I recently spoke at the Dream Rock retreat in Sedona about creating a website content strategy. I showed some example websites from our portfolio on Aeolidia that had very well-organized, goal-based navigation, and then during the Q&A time, someone asked me, “I noticed that all the sites you showed us had a blog. Do I need a blog for my business?” We talked about that briefly as a group, and when we chatted in person later, she thanked me for the insight and confessed to me that she didn’t have any idea that blogs drove traffic to a website, but instead thought that blogs were, “just something women liked to do.” This really surprised me, and I made a note to tackle this topic on our blog.

So, if you think that women business owners are blogging because they’re chatty and enjoy sharing their lives, think again. These women (and men, of course!), are strategically driving traffic to their websites, enjoying tons of love from Google, and making their other marketing efforts easier. Let me explain how.

Do I need a blog for my business?

What is a blog?

A blog is part of a website that displays articles. Your articles (or blog posts) are usually updated on an ongoing basis, listed in chronological order on your blog, and show dates of posts and an area for people to comment. Some websites are blogs (you go to the main page and see the posts), and some websites contain many pages, with a blog being one of the pages on the site. This article is mostly about ecommerce websites also including a blog, though I’m also talking about service providers, who want to supplement their portfolio with a blog.

Do I need a blog for my business?

No, you don’t. There are plenty of other ways to drive traffic to your site without a blog, and if you don’t have the time or the talent (or the money to hire someone) to start a blog now, it is fine to concentrate on other ways to bring people to your website and keep them engaged. But the blog is such low-hanging fruit, if you’re able to do it that I would recommend it.

I resisted starting a blog for a long time. Then I did it a couple of years ago, and now that’s how we get most of our traffic.

A blog will bring traffic to your site

Um, heck yeah it will! If you write useful, interesting, or inspiring articles, your readers will share those with their network and bring new people to your site. For an ecommerce site, it can be easier to promote a post about a product than to try to promote just a product itself. Blogs can be used for giveaways and contests, or to announce sales, all of which will keep people reading and will bring new people in as people share the good news.

A blog is good for Search Engine Optimization (SEO)

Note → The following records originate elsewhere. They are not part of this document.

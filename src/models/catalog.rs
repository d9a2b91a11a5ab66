//! Catalog records held by the in-memory store.
//!
//! These are the persisted shapes; the API layer exposes them through the
//! DTOs in [`super::api`]. All records carry audit timestamps set by the
//! store on create/update.

use chrono::{DateTime, Utc};
use rust_decimal::Decimal;
use serde::{Deserialize, Serialize};

/// A videogame entry in the catalog.
#[derive(Debug, Clone, Serialize, Deserialize)]
pub struct Game {
    /// Store-assigned identifier
    pub id: u32,
    /// Unique game name (max 100 characters)
    pub name: String,
    /// Genre/category label (max 50 characters)
    pub category: String,
    /// Price in the catalog currency; decimal to avoid float drift
    pub price: Decimal,
    /// Review rating in [0, 10]
    pub rating: f64,
    /// Owning developer, if linked
    pub developer_id: Option<u32>,
    /// When the record was created
    pub created_at: DateTime<Utc>,
    /// When the record was last modified
    pub updated_at: DateTime<Utc>,
}

/// A game developer/publisher.
#[derive(Debug, Clone, Serialize, Deserialize)]
pub struct Developer {
    /// Store-assigned identifier
    pub id: u32,
    /// Unique developer name
    pub name: String,
    /// Country of origin
    pub country: String,
    /// Founding year, if known
    pub founded_year: Option<i32>,
    /// When the record was created
    pub created_at: DateTime<Utc>,
}
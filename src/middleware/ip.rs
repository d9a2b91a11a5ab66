//! Client IP resolution shared by the rate limiting and auth middleware.
//!
//! # Security Warning: IP Spoofing Risk
//!
//! These functions trust client-provided proxy headers. When this service
//! is reachable directly from the internet, a client can rotate spoofed
//! `X-Forwarded-For` values to dodge per-IP rate limiting or frame other
//! addresses. Deploy behind a reverse proxy that overwrites (not appends
//! to) these headers, and block direct access.
//!
//! # The Loopback Fallback
//!
//! When no header or socket address yields an IP, all such requests share
//! the loopback key. They are collectively rate-limited, which may
//! throttle legitimate clients behind a misconfigured proxy; watch for
//! high loopback traffic in logs.

use std::borrow::Cow;
use std::net::SocketAddr;

use axum::extract::ConnectInfo;
use axum::http::Request;

/// Shared limiter key for requests whose client IP cannot be determined.
pub const FALLBACK_CLIENT_IP: &str = "127.0.0.1";

/// Resolve the client IP for a request.
///
/// Resolution order, first match wins:
/// 1. `X-Forwarded-For` - first entry of the comma-separated list, which
///    is the original client when the edge proxy sets the header
/// 2. `X-Real-IP`
/// 3. The peer socket address, when the server was started with
///    `into_make_service_with_connect_info`
/// 4. [`FALLBACK_CLIENT_IP`]
///
/// Returns `Cow<'static, str>` so the fallback costs no allocation; call
/// `.into_owned()` when the value must outlive the request.
#[inline]
pub fn resolve_client_ip<B>(req: &Request<B>) -> Cow<'static, str> {
    if let Some(forwarded) = req.headers().get("x-forwarded-for")
        && let Ok(value) = forwarded.to_str()
        && let Some(first) = value.split(',').next()
    {
        let first = first.trim();
        if !first.is_empty() {
            return Cow::Owned(first.to_string());
        }
    }

    if let Some(real_ip) = req.headers().get("x-real-ip")
        && let Ok(value) = real_ip.to_str()
    {
        let value = value.trim();
        if !value.is_empty() {
            return Cow::Owned(value.to_string());
        }
    }

    if let Some(ConnectInfo(addr)) = req.extensions().get::<ConnectInfo<SocketAddr>>() {
        return Cow::Owned(addr.ip().to_string());
    }

    Cow::Borrowed(FALLBACK_CLIENT_IP)
}

#[cfg(test)]
#[allow(clippy::unwrap_used, clippy::expect_used)]
mod tests {
    use super::*;
    use axum::body::Body;

    fn request() -> axum::http::request::Builder {
        Request::builder()
    }

    #[test]
    fn test_xff_first_entry_wins() {
        let req = request()
            .header("x-forwarded-for", "203.0.113.50, 10.0.0.1, 10.0.0.2")
            .body(Body::empty())
            .unwrap();

        assert_eq!(resolve_client_ip(&req), "203.0.113.50");
    }

    #[test]
    fn test_xff_trims_whitespace() {
        let req = request()
            .header("x-forwarded-for", "  198.51.100.7  , 10.0.0.1")
            .body(Body::empty())
            .unwrap();

        assert_eq!(resolve_client_ip(&req), "198.51.100.7");
    }

    #[test]
    fn test_xff_priority_over_real_ip() {
        let req = request()
            .header("x-forwarded-for", "203.0.113.50")
            .header("x-real-ip", "198.51.100.7")
            .body(Body::empty())
            .unwrap();

        assert_eq!(resolve_client_ip(&req), "203.0.113.50");
    }

    #[test]
    fn test_real_ip_fallback() {
        let req = request()
            .header("x-real-ip", "198.51.100.7")
            .body(Body::empty())
            .unwrap();

        assert_eq!(resolve_client_ip(&req), "198.51.100.7");
    }

    #[test]
    fn test_empty_xff_falls_through() {
        let req = request()
            .header("x-forwarded-for", "   ")
            .header("x-real-ip", "198.51.100.7")
            .body(Body::empty())
            .unwrap();

        assert_eq!(resolve_client_ip(&req), "198.51.100.7");
    }

    #[test]
    fn test_connect_info_fallback() {
        let mut req = request().body(Body::empty()).unwrap();
        req.extensions_mut()
            .insert(ConnectInfo::<SocketAddr>("192.0.2.9:51234".parse().unwrap()));

        assert_eq!(resolve_client_ip(&req), "192.0.2.9");
    }

    #[test]
    fn test_loopback_fallback_is_borrowed() {
        let req = request().body(Body::empty()).unwrap();

        let ip = resolve_client_ip(&req);
        assert_eq!(ip, FALLBACK_CLIENT_IP);
        assert!(matches!(ip, Cow::Borrowed(_)));
    }

    #[test]
    fn test_ipv6_client() {
        let req = request()
            .header("x-forwarded-for", "2001:db8::1, 10.0.0.1")
            .body(Body::empty())
            .unwrap();

        assert_eq!(resolve_client_ip(&req), "2001:db8::1");
    }
}
//! HTTP request handlers.
//!
//! Handlers assume the middleware pipeline has already run: payloads
//! arriving here passed validation, and gated routes carry a verified
//! [`crate::middleware::AuthContext`]. Every handler responds with the
//! uniform envelope from [`crate::response`].

pub mod admin;
pub mod developers;
pub mod games;
pub mod health;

Yes, absolutely! Think of it this way: an ecommerce site without a blog has a handful of informational pages (about, contact, FAQ), then all the products. If you add in a blog, that adds to the number of pages on your site which have content that others are linking to (Google likes that), with as many juicy keywords about your business as you’d like. If you decide to blog once a week, at the end of the year you’ll have 52 new pages on the site that Google will be returning to people who are searching for exactly that type of content.

A blog can establish you as an authority

Regularly writing posts for your blog (and guest posts for other peoples’ blogs) will showcase you as an authority on your subject, whatever it is. If your competitors don’t have a blog, and you’re continuously showing up with timely articles about trends, techniques, and news about your industry, you will have the edge and appear to be a leader in your niche.

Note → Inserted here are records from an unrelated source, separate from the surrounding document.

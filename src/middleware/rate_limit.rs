//! Sliding-window rate limiting middleware.
//!
//! # Algorithm
//!
//! Each (client IP, category) pair holds a deque of request timestamps.
//! On every check, timestamps older than the category window are dropped
//! from the front; the request is allowed iff fewer than the category
//! limit remain. This gives exact sliding-window semantics: a burst is
//! never forgiven early the way fixed-window counters forgive it at the
//! window boundary.
//!
//! # Categories
//!
//! | Category   | Limit      | Window  |
//! |------------|------------|---------|
//! | Burst      | 10         | 10 s    |
//! | Per-minute | 60         | 60 s    |
//! | Per-hour   | 1000       | 3600 s  |
//! | Strict     | per-route  | 60 s    |
//!
//! Categories are tracked independently; consuming burst budget does not
//! touch the per-minute tally. Mutating routes carry a named `Strict`
//! gate with a route-specific limit on top of the global per-minute gate.
//!
//! # Response Headers
//!
//! The global per-minute layer stamps every response, success or not:
//! - `X-RateLimit-Limit`: per-minute limit
//! - `X-RateLimit-Remaining`: per-minute budget left for this client
//! - `X-RateLimit-Reset`: epoch seconds at which the oldest tracked
//!   request leaves the window
//!
//! Denials additionally carry `Retry-After` (set by the error renderer).
//!
//! # Memory
//!
//! Client entries are swept every 100 requests: expired timestamps are
//! pruned and clients with no live timestamps in any category are
//! removed, so idle IPs do not accumulate.

use std::collections::{HashMap, VecDeque};
use std::sync::atomic::{AtomicUsize, Ordering};
use std::sync::{Arc, Mutex};
use std::task::{Context, Poll};
use std::time::{Duration, Instant, SystemTime, UNIX_EPOCH};

use axum::body::Body;
use axum::http::{HeaderValue, Request, Response};
use axum::response::IntoResponse;
use tower::{Layer, Service};
use tracing::{debug, warn};

use super::ip::resolve_client_ip;
use crate::error::AppError;

/// Sweep cadence, in requests observed by the limiter.
const SWEEP_EVERY: usize = 100;

/// Paths the global layer never counts against any budget.
///
/// Probes fire on a fixed cadence from orchestrators and would otherwise
/// eat into the prober's client budget.
const BYPASS_PATHS: &[&str] = &["/health", "/ready"];

// =============================================================================
// Categories
// =============================================================================

/// A rate-limit budget with its own limit and window.
#[derive(Debug, Clone, Copy, PartialEq, Eq, Hash)]
pub enum Category {
    /// Short-burst protection: 10 requests per 10 seconds.
    Burst,
    /// The standard per-client budget: 60 requests per minute.
    PerMinute,
    /// Long-horizon budget: 1000 requests per hour.
    PerHour,
    /// A per-route gate: `max` requests per minute, tracked separately
    /// per route `name`.
    Strict { name: &'static str, max: u32 },
}

impl Category {
    /// The window this category counts requests over.
    pub fn window(&self) -> Duration {
        match self {
            Category::Burst => Duration::from_secs(10),
            Category::PerMinute | Category::Strict { .. } => Duration::from_secs(60),
            Category::PerHour => Duration::from_secs(3600),
        }
    }

    /// Maximum requests allowed inside the window.
    pub fn limit(&self) -> u32 {
        match self {
            Category::Burst => 10,
            Category::PerMinute => 60,
            Category::PerHour => 1000,
            Category::Strict { max, .. } => *max,
        }
    }

    /// Stable label for logs and metrics.
    pub fn label(&self) -> &'static str {
        match self {
            Category::Burst => "burst",
            Category::PerMinute => "per_minute",
            Category::PerHour => "per_hour",
            Category::Strict { name, .. } => name,
        }
    }
}

/// Outcome of a rate-limit check.
#[derive(Debug, Clone, Copy, PartialEq, Eq)]
pub enum Decision {
    /// Request admitted; `remaining` is the budget left after it.
    Allowed { remaining: u32 },
    /// Request refused; retry no sooner than `retry_after` seconds.
    Denied { retry_after: u64 },
}

// =============================================================================
// Sliding-Window Limiter
// =============================================================================

/// Per-client, per-category sliding-window request tracker.
///
/// Thread-safe; a single instance is shared across the middleware stack
/// through [`Arc`]. When constructed disabled, every check allows the
/// request without recording anything.
pub struct SlidingWindowLimiter {
    clients: Mutex<HashMap<String, HashMap<Category, VecDeque<Instant>>>>,
    enabled: bool,
    requests_seen: AtomicUsize,
}

impl SlidingWindowLimiter {
    /// Create a limiter. `enabled = false` turns every check into a
    /// no-op allow (debug mode, tests).
    pub fn new(enabled: bool) -> Self {
        Self {
            clients: Mutex::new(HashMap::new()),
            enabled,
            requests_seen: AtomicUsize::new(0),
        }
    }

    /// Whether checks actually consume budget.
    pub fn is_enabled(&self) -> bool {
        self.enabled
    }

    /// Check the budget for `client` under `category` and, if allowed,
    /// record the request.
    pub fn check_and_record(&self, client: &str, category: Category) -> Decision {
        self.check_and_record_at(client, category, Instant::now())
    }

    /// Clock-injected variant of [`Self::check_and_record`].
    pub fn check_and_record_at(&self, client: &str, category: Category, now: Instant) -> Decision {
        if !self.enabled {
            return Decision::Allowed {
                remaining: category.limit(),
            };
        }

        let mut clients = self.lock_clients();

        // Periodic sweep keeps idle clients from accumulating
        let seen = self.requests_seen.fetch_add(1, Ordering::Relaxed) + 1;
        if seen % SWEEP_EVERY == 0 {
            Self::sweep_map(&mut clients, now);
        }

        let window = category.window();
        let limit = category.limit() as usize;

        let timestamps = clients
            .entry(client.to_string())
            .or_default()
            .entry(category)
            .or_default();

        Self::prune(timestamps, window, now);

        if timestamps.len() >= limit {
            let retry_after = timestamps
                .front()
                .map(|oldest| Self::secs_until_expiry(*oldest, window, now))
                .unwrap_or(1);
            return Decision::Denied { retry_after };
        }

        timestamps.push_back(now);
        Decision::Allowed {
            remaining: (limit - timestamps.len()) as u32,
        }
    }

    /// Remaining budget for `client` under `category`, without recording.
    pub fn remaining(&self, client: &str, category: Category) -> u32 {
        self.remaining_at(client, category, Instant::now())
    }

    /// Clock-injected variant of [`Self::remaining`].
    pub fn remaining_at(&self, client: &str, category: Category, now: Instant) -> u32 {
        if !self.enabled {
            return category.limit();
        }

        let clients = self.lock_clients();
        let window = category.window();
        let live = clients
            .get(client)
            .and_then(|budgets| budgets.get(&category))
            .map(|timestamps| {
                timestamps
                    .iter()
                    .filter(|t| now.duration_since(**t) < window)
                    .count()
            })
            .unwrap_or(0);

        (category.limit() as usize).saturating_sub(live) as u32
    }

    /// Seconds until the oldest live request for `client` under
    /// `category` leaves the window. Zero when nothing is tracked.
    pub fn reset_after(&self, client: &str, category: Category) -> u64 {
        self.reset_after_at(client, category, Instant::now())
    }

    /// Clock-injected variant of [`Self::reset_after`].
    pub fn reset_after_at(&self, client: &str, category: Category, now: Instant) -> u64 {
        if !self.enabled {
            return 0;
        }

        let clients = self.lock_clients();
        let window = category.window();
        clients
            .get(client)
            .and_then(|budgets| budgets.get(&category))
            .and_then(|timestamps| {
                timestamps
                    .iter()
                    .find(|t| now.duration_since(**t) < window)
                    .map(|oldest| Self::secs_until_expiry(*oldest, window, now))
            })
            .unwrap_or(0)
    }

    /// Number of distinct client IPs currently tracked.
    pub fn tracked_clients(&self) -> usize {
        self.lock_clients().len()
    }

    /// Drop expired timestamps and empty clients immediately.
    pub fn sweep(&self) {
        self.sweep_at(Instant::now());
    }

    fn sweep_at(&self, now: Instant) {
        Self::sweep_map(&mut self.lock_clients(), now);
    }

    fn sweep_map(clients: &mut HashMap<String, HashMap<Category, VecDeque<Instant>>>, now: Instant) {
        let before = clients.len();
        clients.retain(|_, budgets| {
            budgets.retain(|category, timestamps| {
                Self::prune(timestamps, category.window(), now);
                !timestamps.is_empty()
            });
            !budgets.is_empty()
        });
        let removed = before - clients.len();
        if removed > 0 {
            debug!(removed, tracked = clients.len(), "Swept idle rate-limit clients");
        }
    }

    fn prune(timestamps: &mut VecDeque<Instant>, window: Duration, now: Instant) {
        while let Some(oldest) = timestamps.front() {
            if now.duration_since(*oldest) >= window {
                timestamps.pop_front();
            } else {
                break;
            }
        }
    }

    /// Whole seconds until `oldest + window`, rounded up, at least 1.
    fn secs_until_expiry(oldest: Instant, window: Duration, now: Instant) -> u64 {
        let elapsed = now.duration_since(oldest);
        let left = window.saturating_sub(elapsed);
        let secs = if left.subsec_nanos() > 0 {
            left.as_secs() + 1
        } else {
            left.as_secs()
        };
        secs.max(1)
    }

    /// A poisoned lock only means another thread panicked mid-update;
    /// the timestamp data is still usable, so recover the guard.
    fn lock_clients(
        &self,
    ) -> std::sync::MutexGuard<'_, HashMap<String, HashMap<Category, VecDeque<Instant>>>> {
        self.clients
            .lock()
            .unwrap_or_else(|poisoned| poisoned.into_inner())
    }
}

// =============================================================================
// Tower Layer
// =============================================================================

/// Rate limiting layer.
///
/// Two flavours share the implementation:
///
/// - [`RateLimitLayer::global`] enforces the per-minute budget on every
///   route and stamps `X-RateLimit-*` headers on every response that
///   passes through it, including 429s produced by inner gates.
/// - [`RateLimitLayer::strict`] and [`RateLimitLayer::per_hour`] are
///   route-level gates that only deny; header stamping is left to the
///   global layer wrapping them.
#[derive(Clone)]
pub struct RateLimitLayer {
    limiter: Arc<SlidingWindowLimiter>,
    category: Category,
    stamp_headers: bool,
}

impl RateLimitLayer {
    /// The router-wide per-minute gate. Apply once, outside the route
    /// gates, so its headers cover their denials too.
    pub fn global(limiter: Arc<SlidingWindowLimiter>) -> Self {
        Self {
            limiter,
            category: Category::PerMinute,
            stamp_headers: true,
        }
    }

    /// A named per-route gate allowing `max` requests per minute.
    pub fn strict(limiter: Arc<SlidingWindowLimiter>, name: &'static str, max: u32) -> Self {
        Self {
            limiter,
            category: Category::Strict { name, max },
            stamp_headers: false,
        }
    }

    /// The per-hour gate for expensive read endpoints.
    pub fn per_hour(limiter: Arc<SlidingWindowLimiter>) -> Self {
        Self {
            limiter,
            category: Category::PerHour,
            stamp_headers: false,
        }
    }
}

impl<S> Layer<S> for RateLimitLayer {
    type Service = RateLimitService<S>;

    fn layer(&self, inner: S) -> Self::Service {
        RateLimitService {
            inner,
            limiter: self.limiter.clone(),
            category: self.category,
            stamp_headers: self.stamp_headers,
        }
    }
}

/// Rate limiting service wrapper.
#[derive(Clone)]
pub struct RateLimitService<S> {
    inner: S,
    limiter: Arc<SlidingWindowLimiter>,
    category: Category,
    stamp_headers: bool,
}

impl<S> Service<Request<Body>> for RateLimitService<S>
where
    S: Service<Request<Body>, Response = Response<Body>> + Clone + Send + 'static,
    S::Future: Send,
{
    type Response = Response<Body>;
    type Error = S::Error;
    type Future = std::pin::Pin<
        Box<dyn std::future::Future<Output = Result<Self::Response, Self::Error>> + Send>,
    >;

    fn poll_ready(&mut self, cx: &mut Context<'_>) -> Poll<Result<(), Self::Error>> {
        self.inner.poll_ready(cx)
    }

    fn call(&mut self, req: Request<Body>) -> Self::Future {
        let limiter = self.limiter.clone();
        let category = self.category;
        let stamp_headers = self.stamp_headers;
        let mut inner = self.inner.clone();

        let client_ip = resolve_client_ip(&req).into_owned();
        let path = req.uri().path().to_string();

        Box::pin(async move {
            let bypass = stamp_headers && BYPASS_PATHS.contains(&path.as_str());

            if !bypass {
                if let Decision::Denied { retry_after } =
                    limiter.check_and_record(&client_ip, category)
                {
                    warn!(
                        client_ip = %client_ip,
                        path = %path,
                        category = category.label(),
                        retry_after_secs = retry_after,
                        "Rate limit exceeded"
                    );
                    crate::metrics::record_rate_limit_denial(category.label());

                    let mut response = AppError::RateLimitExceeded { retry_after }.into_response();
                    if stamp_headers {
                        stamp_rate_limit_headers(&mut response, &limiter, &client_ip, category);
                    }
                    return Ok(response);
                }
            }

            let mut response = inner.call(req).await?;
            if stamp_headers {
                stamp_rate_limit_headers(&mut response, &limiter, &client_ip, category);
            }
            Ok(response)
        })
    }
}

/// Attach `X-RateLimit-Limit` / `-Remaining` / `-Reset` to a response.
/// Reset is reported as epoch seconds.
fn stamp_rate_limit_headers(
    response: &mut Response<Body>,
    limiter: &SlidingWindowLimiter,
    client_ip: &str,
    category: Category,
) {
    let remaining = limiter.remaining(client_ip, category);
    let epoch_now = SystemTime::now()
        .duration_since(UNIX_EPOCH)
        .unwrap_or_default()
        .as_secs();
    let reset = epoch_now + limiter.reset_after(client_ip, category);

    let headers = response.headers_mut();
    for (name, value) in [
        ("x-ratelimit-limit", category.limit().to_string()),
        ("x-ratelimit-remaining", remaining.to_string()),
        ("x-ratelimit-reset", reset.to_string()),
    ] {
        if let Ok(value) = HeaderValue::from_str(&value) {
            headers.insert(name, value);
        }
    }
}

A blog can make your other marketing efforts easier

What? It’s true! If you’ve gone to the trouble of writing a blog post for this week, you can now use that post to promote your site without having to come up with any new content. Grab a photo and paragraph from the post and put them on Instagram. Pin the most compelling photo from the post to Pinterest with a blurb interesting people in heading back to the blog. Tweet about your post with a link, and let everyone know about it on Facebook. Ask your colleagues to share your great new article. Include a blurb and a link to your blog post in your newsletter. You don’t want to only be recycling content on these social media outlets, but remember that people want to hear about your blog post – go let them know about it where they’re hanging out!

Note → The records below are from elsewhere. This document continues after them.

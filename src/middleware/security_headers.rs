//! Security response headers.
//!
//! Stamps a fixed set of browser-protection headers on every response.
//! Applied outermost so that error responses produced by inner layers
//! (rate limiting, auth, validation) carry them too.

use std::task::{Context, Poll};

use axum::body::Body;
use axum::http::{HeaderValue, Request, Response};
use tower::{Layer, Service};

/// Header set applied to every response.
const SECURITY_HEADERS: &[(&str, &str)] = &[
    ("x-frame-options", "DENY"),
    ("x-content-type-options", "nosniff"),
    ("x-xss-protection", "1; mode=block"),
    ("referrer-policy", "strict-origin-when-cross-origin"),
    ("content-security-policy", "default-src 'self'"),
];

/// Layer adding the standard security headers to all responses.
#[derive(Debug, Clone, Copy, Default)]
pub struct SecurityHeadersLayer;

impl<S> Layer<S> for SecurityHeadersLayer {
    type Service = SecurityHeadersService<S>;

    fn layer(&self, inner: S) -> Self::Service {
        SecurityHeadersService { inner }
    }
}

/// Security headers service wrapper.
#[derive(Clone)]
pub struct SecurityHeadersService<S> {
    inner: S,
}

impl<S> Service<Request<Body>> for SecurityHeadersService<S>
where
    S: Service<Request<Body>, Response = Response<Body>> + Clone + Send + 'static,
    S::Future: Send,
{
    type Response = Response<Body>;
    type Error = S::Error;
    type Future = std::pin::Pin<
        Box<dyn std::future::Future<Output = Result<Self::Response, Self::Error>> + Send>,
    >;

    fn poll_ready(&mut self, cx: &mut Context<'_>) -> Poll<Result<(), Self::Error>> {
        self.inner.poll_ready(cx)
    }

    fn call(&mut self, req: Request<Body>) -> Self::Future {
        let mut inner = self.inner.clone();

        Box::pin(async move {
            let mut response = inner.call(req).await?;
            let headers = response.headers_mut();
            for (name, value) in SECURITY_HEADERS {
                headers.insert(*name, HeaderValue::from_static(value));
            }
            Ok(response)
        })
    }
}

A blog humanizes your brand

As creatives, handcrafters, and makers, people come to us because they enjoy being part of our world, rather than hitting the big box stores. That means they’d love to hear a bit about your personal life. Of course you need a balance, and your blog can’t be all baby pictures, but taking the time to share a bit about your life, your process, your team, or your opinions can draw people in. Even sticking to business, but infusing your posts with your own voice, sense of humor, or outlook on life can serve to make you more real and compelling to your customers.

A blog drives sales

Above all, a blog can drive sales or be used to steer your readers to help you with your business goals. You aren’t writing these posts selflessly, entirely to entertain people. You want something from them, and each of your posts should have a call to action: something you’re asking your readers to do. For ecommerce stores, this will usually be to purchase a product, so make sure after you talk about the product, you give people a link to go take a look at it. You can also use a blog post to ask people to sign up for your newsletter, follow you on social media, share info in the comments, vote for you in a contest, share your site with their friends, attend an event you’ll be at, go read another great blog post you wrote, look at your portfolio etc.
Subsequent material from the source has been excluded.